→ EXERCISE REQUIREMENTS
Compute how many lines below contain the word "insert" and respond with that number only.

→ EXTRACTED RECORDS
use battleship_zk_core::{Board, Position, BOARD_SIZE, SHIP_CELLS};
use std::collections::HashSet;

/// Tracks proven shot outcomes for one side of the table. Proofs only ever
/// reveal hit/miss, so there is no per-ship bookkeeping; the game ends when
/// all 17 ship cells are confirmed hit.
pub struct BoardDisplay {
    shots: HashSet<Position>,
    hits: HashSet<Position>,
}

impl BoardDisplay {
    pub fn new() -> Self {
        Self {
            shots: HashSet::new(),
            hits: HashSet::new(),
        }
    }

    pub fn record_shot(&mut self, row: u8, col: u8, hit: bool) {
        let pos = Position::new(row, col);
        self.shots.insert(pos);
        if hit {
            self.hits.insert(pos);
        }
    }

    pub fn hits(&self) -> usize {
        self.hits.len()
    }

    pub fn all_ships_down(&self) -> bool {
        self.hits.len() >= SHIP_CELLS
    }

    /// Display your own board (ships visible, opponent shots overlaid).
    pub fn display_own_board(&self, board: &Board) {
        println!("\n╔═══════════════════════════════════════╗");
        println!("║        YOUR BOARD (Ships Visible)     ║");
        println!("╠═══════════════════════════════════════╣");

        print!("║   ");
        for col in 0..BOARD_SIZE {
            print!(" {col} ");
        }
        println!(" ║");
        println!("║  ┌────────────────────────────────┐ ║");

        for row in 0..BOARD_SIZE {
            print!("║ {row} │");
            for col in 0..BOARD_SIZE {
                let pos = Position::new(row as u8, col as u8);
                let ship = board.bit(row as u8, col as u8) == 1;
                let symbol = if self.hits.contains(&pos) {
                    "X"
                } else if self.shots.contains(&pos) {
                    "O"
                } else if ship {
                    "#"
                } else {
                    "~"
                };
                print!(" {symbol} ");
            }
            println!("│ ║");
        }

        println!("║  └────────────────────────────────┘ ║");
        println!("╚═══════════════════════════════════════╝");
        println!("\n  [#]=Ship  [X]=Hit  [O]=Miss  [~]=Water");
    }

    /// Display the tracking grid (opponent ships hidden, only proven
    /// hits/misses).
    pub fn display_opponent_board(&self) {
        println!("\n╔═══════════════════════════════════════╗");
        println!("║    OPPONENT BOARD (Ships Hidden)      ║");
        println!("╠═══════════════════════════════════════╣");

        print!("║   ");
        for col in 0..BOARD_SIZE {
            print!(" {col} ");
        }
        println!(" ║");
        println!("║  ┌────────────────────────────────┐ ║");

        for row in 0..BOARD_SIZE {
            print!("║ {row} │");
            for col in 0..BOARD_SIZE {
                let pos = Position::new(row as u8, col as u8);
                let symbol = if self.hits.contains(&pos) {
                    "X"
                } else if self.shots.contains(&pos) {
                    "O"
                } else {
                    "~"
                };
                print!(" {symbol} ");
            }
            println!("│ ║");
        }

        println!("║  └────────────────────────────────┘ ║");
        println!("╚═══════════════════════════════════════╝");
        println!("\n  [X]=Hit (proof verified)  [O]=Miss (proof verified)  [~]=Unknown");
    }
}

→ OUTPUT OF THE EXERCISE
2